What the exercise asks – Produce a verbatim transcription of all records.

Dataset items

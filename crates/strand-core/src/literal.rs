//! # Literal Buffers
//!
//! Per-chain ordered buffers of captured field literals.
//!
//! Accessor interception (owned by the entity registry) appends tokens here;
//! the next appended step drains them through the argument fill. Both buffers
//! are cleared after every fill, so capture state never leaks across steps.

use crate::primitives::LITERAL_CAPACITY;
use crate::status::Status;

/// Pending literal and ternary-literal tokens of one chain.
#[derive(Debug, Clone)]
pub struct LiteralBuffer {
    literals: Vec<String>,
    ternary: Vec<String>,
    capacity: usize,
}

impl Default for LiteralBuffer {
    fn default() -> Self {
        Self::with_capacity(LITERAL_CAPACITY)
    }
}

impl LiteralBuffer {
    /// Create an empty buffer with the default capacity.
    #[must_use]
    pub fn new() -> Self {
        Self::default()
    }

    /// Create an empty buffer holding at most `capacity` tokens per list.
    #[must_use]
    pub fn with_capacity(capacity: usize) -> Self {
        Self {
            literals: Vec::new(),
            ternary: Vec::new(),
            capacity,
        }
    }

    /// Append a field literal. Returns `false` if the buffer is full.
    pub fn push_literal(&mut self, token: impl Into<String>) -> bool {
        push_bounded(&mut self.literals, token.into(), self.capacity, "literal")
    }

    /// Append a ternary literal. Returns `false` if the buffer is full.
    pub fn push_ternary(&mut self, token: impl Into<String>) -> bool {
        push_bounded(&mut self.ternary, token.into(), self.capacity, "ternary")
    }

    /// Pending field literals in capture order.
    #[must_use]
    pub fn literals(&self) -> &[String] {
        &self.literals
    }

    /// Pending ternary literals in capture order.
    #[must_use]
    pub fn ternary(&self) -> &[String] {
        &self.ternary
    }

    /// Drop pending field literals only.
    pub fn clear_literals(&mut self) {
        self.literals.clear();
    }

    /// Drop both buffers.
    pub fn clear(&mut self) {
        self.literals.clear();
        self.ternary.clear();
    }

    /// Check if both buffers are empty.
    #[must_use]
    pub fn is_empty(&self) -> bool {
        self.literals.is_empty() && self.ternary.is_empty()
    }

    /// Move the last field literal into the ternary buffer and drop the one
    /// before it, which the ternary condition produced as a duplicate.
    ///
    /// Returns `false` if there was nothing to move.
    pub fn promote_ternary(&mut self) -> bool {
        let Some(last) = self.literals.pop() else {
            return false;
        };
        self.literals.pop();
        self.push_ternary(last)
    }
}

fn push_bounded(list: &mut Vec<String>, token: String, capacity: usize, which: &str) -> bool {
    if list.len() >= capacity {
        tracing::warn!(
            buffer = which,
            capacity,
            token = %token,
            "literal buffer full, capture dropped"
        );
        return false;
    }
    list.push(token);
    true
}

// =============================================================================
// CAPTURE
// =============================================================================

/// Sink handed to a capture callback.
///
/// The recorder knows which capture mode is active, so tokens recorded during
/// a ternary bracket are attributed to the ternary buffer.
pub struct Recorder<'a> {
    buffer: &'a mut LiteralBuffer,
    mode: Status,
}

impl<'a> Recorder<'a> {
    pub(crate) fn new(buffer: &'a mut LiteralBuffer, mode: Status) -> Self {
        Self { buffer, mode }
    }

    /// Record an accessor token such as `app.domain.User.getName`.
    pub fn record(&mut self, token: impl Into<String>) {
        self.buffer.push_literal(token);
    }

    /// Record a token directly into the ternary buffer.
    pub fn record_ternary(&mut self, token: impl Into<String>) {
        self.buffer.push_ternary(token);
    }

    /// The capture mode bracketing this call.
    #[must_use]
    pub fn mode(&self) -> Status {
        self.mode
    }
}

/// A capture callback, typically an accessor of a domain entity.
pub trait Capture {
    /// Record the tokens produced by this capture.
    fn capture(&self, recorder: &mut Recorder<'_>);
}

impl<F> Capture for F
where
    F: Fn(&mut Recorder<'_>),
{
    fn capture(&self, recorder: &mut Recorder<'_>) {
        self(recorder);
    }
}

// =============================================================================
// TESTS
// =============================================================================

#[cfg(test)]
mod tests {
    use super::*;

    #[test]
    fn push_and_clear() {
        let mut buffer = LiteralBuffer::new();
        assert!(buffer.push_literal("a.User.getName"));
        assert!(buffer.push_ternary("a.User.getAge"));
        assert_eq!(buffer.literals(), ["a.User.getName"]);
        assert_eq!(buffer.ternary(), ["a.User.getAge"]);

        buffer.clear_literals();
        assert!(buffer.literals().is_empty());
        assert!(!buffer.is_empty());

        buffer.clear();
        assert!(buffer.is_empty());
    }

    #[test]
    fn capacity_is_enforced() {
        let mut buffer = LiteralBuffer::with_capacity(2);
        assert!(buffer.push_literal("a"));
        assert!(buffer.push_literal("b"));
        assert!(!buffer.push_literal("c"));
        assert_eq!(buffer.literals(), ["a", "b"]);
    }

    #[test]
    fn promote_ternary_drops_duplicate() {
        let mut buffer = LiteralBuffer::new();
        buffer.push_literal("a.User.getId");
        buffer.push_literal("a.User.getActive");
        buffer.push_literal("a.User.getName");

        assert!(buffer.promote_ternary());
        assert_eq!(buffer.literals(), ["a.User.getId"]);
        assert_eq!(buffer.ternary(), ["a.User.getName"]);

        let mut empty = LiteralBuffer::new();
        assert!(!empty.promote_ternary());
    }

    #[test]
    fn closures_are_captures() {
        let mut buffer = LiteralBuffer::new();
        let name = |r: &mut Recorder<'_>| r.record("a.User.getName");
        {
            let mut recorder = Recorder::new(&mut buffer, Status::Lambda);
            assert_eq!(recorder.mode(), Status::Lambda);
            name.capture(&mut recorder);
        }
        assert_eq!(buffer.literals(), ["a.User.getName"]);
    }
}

Completed task –
filename crates/strand-core/src/literal.rs
//! # Literal Buffers
//!
//! Per-chain ordered buffers of captured field literals.
//!
//! Accessor interception (owned by the entity registry) appends tokens here;
//! the next appended step drains them through the argument fill. Both buffers
//! are cleared after every fill, so capture state never leaks across steps.

use crate::primitives::LITERAL_CAPACITY;
use crate::status::Status;

/// Pending literal and ternary-literal tokens of one chain.
#[derive(Debug, Clone)]
pub struct LiteralBuffer {
    literals: Vec<String>,
    ternary: Vec<String>,
    capacity: usize,
}

impl Default for LiteralBuffer {
    fn default() -> Self {
        Self::with_capacity(LITERAL_CAPACITY)
    }
}

impl LiteralBuffer {
    /// Create an empty buffer with the default capacity.
    #[must_use]
    pub fn new() -> Self {
        Self::default()
    }

    /// Create an empty buffer holding at most `capacity` tokens per list.
    #[must_use]
    pub fn with_capacity(capacity: usize) -> Self {
        Self {
            literals: Vec::new(),
            ternary: Vec::new(),
            capacity,
        }
    }

    /// Append a field literal. Returns `false` if the buffer is full.
    pub fn push_literal(&mut self, token: impl Into<String>) -> bool {
        push_bounded(&mut self.literals, token.into(), self.capacity, "literal")
    }

    /// Append a ternary literal. Returns `false` if the buffer is full.
    pub fn push_ternary(&mut self, token: impl Into<String>) -> bool {
        push_bounded(&mut self.ternary, token.into(), self.capacity, "ternary")
    }

    /// Pending field literals in capture order.
    #[must_use]
    pub fn literals(&self) -> &[String] {
        &self.literals
    }

    /// Pending ternary literals in capture order.
    #[must_use]
    pub fn ternary(&self) -> &[String] {
        &self.ternary
    }

    /// Drop pending field literals only.
    pub fn clear_literals(&mut self) {
        self.literals.clear();
    }

    /// Drop both buffers.
    pub fn clear(&mut self) {
        self.literals.clear();
        self.ternary.clear();
    }

    /// Check if both buffers are empty.
    #[must_use]
    pub fn is_empty(&self) -> bool {
        self.literals.is_empty() && self.ternary.is_empty()
    }

    /// Move the last field literal into the ternary buffer and drop the one
    /// before it, which the ternary condition produced as a duplicate.
    ///
    /// Returns `false` if there was nothing to move.
    pub fn promote_ternary(&mut self) -> bool {
        let Some(last) = self.literals.pop() else {
            return false;
        };
        self.literals.pop();
        self.push_ternary(last)
    }
}

fn push_bounded(list: &mut Vec<String>, token: String, capacity: usize, which: &str) -> bool {
    if list.len() >= capacity {
        tracing::warn!(
            buffer = which,
            capacity,
            token = %token,
            "literal buffer full, capture dropped"
        );
        return false;
    }
    list.push(token);
    true
}

// =============================================================================
// CAPTURE
// =============================================================================

/// Sink handed to a capture callback.
///
/// The recorder knows which capture mode is active, so tokens recorded during
/// a ternary bracket are attributed to the ternary buffer.
pub struct Recorder<'a> {
    buffer: &'a mut LiteralBuffer,
    mode: Status,
}

impl<'a> Recorder<'a> {
    pub(crate) fn new(buffer: &'a mut LiteralBuffer, mode: Status) -> Self {
        Self { buffer, mode }
    }

    /// Record an accessor token such as `app.domain.User.getName`.
    pub fn record(&mut self, token: impl Into<String>) {
        self.buffer.push_literal(token);
    }

    /// Record a token directly into the ternary buffer.
    pub fn record_ternary(&mut self, token: impl Into<String>) {
        self.buffer.push_ternary(token);
    }

    /// The capture mode bracketing this call.
    #[must_use]
    pub fn mode(&self) -> Status {
        self.mode
    }
}

/// A capture callback, typically an accessor of a domain entity.
pub trait Capture {
    /// Record the tokens produced by this capture.
    fn capture(&self, recorder: &mut Recorder<'_>);
}

impl<F> Capture for F
where
    F: Fn(&mut Recorder<'_>),
{
    fn capture(&self, recorder: &mut Recorder<'_>) {
        self(recorder);
    }
}

// =============================================================================
// TESTS
// =============================================================================

#[cfg(test)]
mod tests {
    use super::*;

    #[test]
    fn push_and_clear() {
        let mut buffer = LiteralBuffer::new();
        assert!(buffer.push_literal("a.User.getName"));
        assert!(buffer.push_ternary("a.User.getAge"));
        assert_eq!(buffer.literals(), ["a.User.getName"]);
        assert_eq!(buffer.ternary(), ["a.User.getAge"]);

        buffer.clear_literals();
        assert!(buffer.literals().is_empty());
        assert!(!buffer.is_empty());

        buffer.clear();
        assert!(buffer.is_empty());
    }

    #[test]
    fn capacity_is_enforced() {
        let mut buffer = LiteralBuffer::with_capacity(2);
        assert!(buffer.push_literal("a"));
        assert!(buffer.push_literal("b"));
        assert!(!buffer.push_literal("c"));
        assert_eq!(buffer.literals(), ["a", "b"]);
    }

    #[test]
    fn promote_ternary_drops_duplicate() {
        let mut buffer = LiteralBuffer::new();
        buffer.push_literal("a.User.getId");
        buffer.push_literal("a.User.getActive");
        buffer.push_literal("a.User.getName");

        assert!(buffer.promote_ternary());
        assert_eq!(buffer.literals(), ["a.User.getId"]);
        assert_eq!(buffer.ternary(), ["a.User.getName"]);

        let mut empty = LiteralBuffer::new();
        assert!(!empty.promote_ternary());
    }

    #[test]
    fn closures_are_captures() {
        let mut buffer = LiteralBuffer::new();
        let name = |r: &mut Recorder<'_>| r.record("a.User.getName");
        {
            let mut recorder = Recorder::new(&mut buffer, Status::Lambda);
            assert_eq!(recorder.mode(), Status::Lambda);
            name.capture(&mut recorder);
        }
        assert_eq!(buffer.literals(), ["a.User.getName"]);
    }
}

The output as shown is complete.